Mundo ficciónIniciar sesión"Ella cree que es una aventura prohibida... Él sabe que es un negocio millonario... Pero ambos están a punto de caer en su propia trampa". Alissa Vance vive atrapada en un matrimonio frío y por conveniencia con el poderoso Daniel Knight. Buscando escapar de su jaula de oro, cae en los brazos de Kyler, un hombre magnético, peligroso y experto en el arte de la seducción, que le promete noches de pasión salvaje sin compromisos. Alissa piensa que está dominando el juego y explorando sus deseos más impuros con un simple mujeriego. Lo que ella ignora es que Kyler es un gigoló de élite contratado en secreto por su propio esposo para darle el heredero que él no puede concebir. El trato era perfecto y milimétrico. Sin embargo, el plan se sale de control cuando el cínico seductor rompe su regla de oro y se obsesiona perdidamente con la mujer que debía embarazar. En un mundo de secretos corporativos y traiciones familiares, la verdad es una bomba de tiempo. Y cuando explote, las reglas cambiarán para siempre.
Leer másLa oficina de Alissa Vance en el piso cuarenta de la firma de diseño e interiorismo corporativo más prestigiosa de la ciudad era un reflejo de su propia vida: impecable, minimalista y fría. Rodeada de bocetos de millones de dólares, muestras de mármol importado y ventanales que dominaban el distrito financiero, Alissa revisaba los últimos planos para la remodelación de las oficinas centrales de Knight Industries.
Su trabajo era su único refugio, el único lugar donde tenía el control. Porque fuera de esas cuatro paredes de cristal, ella solo era el trofeo de exhibición del hombre más poderoso de la alta sociedad.
La puerta de su oficina se abrió sin previo aviso, rompiendo el silencio. Daniel Knight entró con su habitual elegancia aristocrática. Su traje gris de tres piezas no tenía una sola arruga; su cabello castaño oscuro estaba perfectamente peinado hacia atrás. Se acercó a su escritorio con pasos medidos, pero no hubo un beso, ni una mirada de afecto. Sus ojos azul hielo estaban fijos en una carpeta dorada.
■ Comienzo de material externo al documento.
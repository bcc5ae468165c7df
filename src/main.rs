fn main() {
    if let Err(e) = hostedit::cli::run() {
        eprintln!("Error: {e}");
        std::process::exit(1);
    }
}
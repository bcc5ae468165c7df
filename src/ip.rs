//! IP address classification: IPv4 or IPv6, with optional port suffix.

use std::net::{Ipv4Addr, Ipv6Addr};

use crate::error::HostsError;

/// Address family of a classified IP address.
#[derive(Debug, Clone, Copy, PartialEq, Eq)]
pub enum AddrKind {
    V4,
    V6,
}

impl AddrKind {
    /// Display label ("IPv4" / "IPv6").
    pub fn label(self) -> &'static str {
        match self {
            AddrKind::V4 => "IPv4",
            AddrKind::V6 => "IPv6",
        }
    }
}

/// Strip a trailing `:<port>` from a bare (colon-free) address, e.g.
/// `192.168.1.1:8080` -> `192.168.1.1`.
fn strip_v4_port(text: &str) -> Option<&str> {
    let (prefix, port) = text.rsplit_once(':')?;
    if prefix.contains(':') || port.is_empty() || !port.bytes().all(|b| b.is_ascii_digit()) {
        return None;
    }
    Some(prefix)
}

/// Strip a bracketed port form, e.g. `[::1]:443` -> `::1`.
fn strip_v6_port(text: &str) -> Option<&str> {
    let rest = text.strip_prefix('[')?;
    let (inner, port) = rest.rsplit_once("]:")?;
    if port.is_empty() || !port.bytes().all(|b| b.is_ascii_digit()) {
        return None;
    }
    Some(inner)
}

/// Classify `text` as IPv4 or IPv6. Accepts `host:port` and `[host]:port`
/// forms; the port is ignored for classification. Purely syntactic -- no
/// name resolution ever happens here.
pub fn classify(text: &str) -> Result<AddrKind, HostsError> {
    let candidate = strip_v4_port(text)
        .or_else(|| strip_v6_port(text))
        .unwrap_or(text);

    if candidate.parse::<Ipv4Addr>().is_ok() {
        Ok(AddrKind::V4)
    } else if candidate.parse::<Ipv6Addr>().is_ok() {
        Ok(AddrKind::V6)
    } else {
        Err(HostsError::InvalidAddress(text.to_string()))
    }
}
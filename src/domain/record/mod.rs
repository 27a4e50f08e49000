//! Record aggregate - domain model and state transitions.
//!
//! This module contains the core domain logic for records:
//! - Record types and states (typestate pattern)
//! - State transition methods and the retry policy
//! - Value objects (RecordData, SubstitutionValue, etc.)

pub mod state;
pub mod transitions;

pub use state::*;
pub use transitions::{
    CompileOutcome, DeliveryOutcome, MailDefaults, RenderOutcome, RetryDecision, RetryPolicy,
};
—Las acciones volvieron a tambalearse esta mañana, Alissa —dijo Daniel, con una voz baja y monótona que a ella siempre le erizaba la piel de pura incomodidad—. El consejo de administración está presionando. El testamento de mi abuelo es claro: si no hay un heredero legítimo anunciado antes de que termine el trimestre fiscal, las acciones mayoritarias pasarán a la junta.
Alissa sintió un nudo amargo en el estómago. Dejó el estilógrafo sobre el plano y lo miró, tratando de mantener la compostura.
—Daniel, hemos ido a los mejores especialistas en fertilidad del país. Todos los exámenes dicen que yo estoy perfectamente bien. Si tan solo tú accedieras a hacerte...
—Suficiente —la interrumpió él, con una frialdad cortante que heló el ambiente. Daniel enderezó la postura, ocultando la rabia y el profundo complejo que lo carcomía por dentro—. Sabes perfectamente que mi salud no está a discusión. No voy a exponerme al escrutinio público ni a clínicas donde los secretos se venden al mejor postor. Mi apellido no será el hazmerreír de la prensa.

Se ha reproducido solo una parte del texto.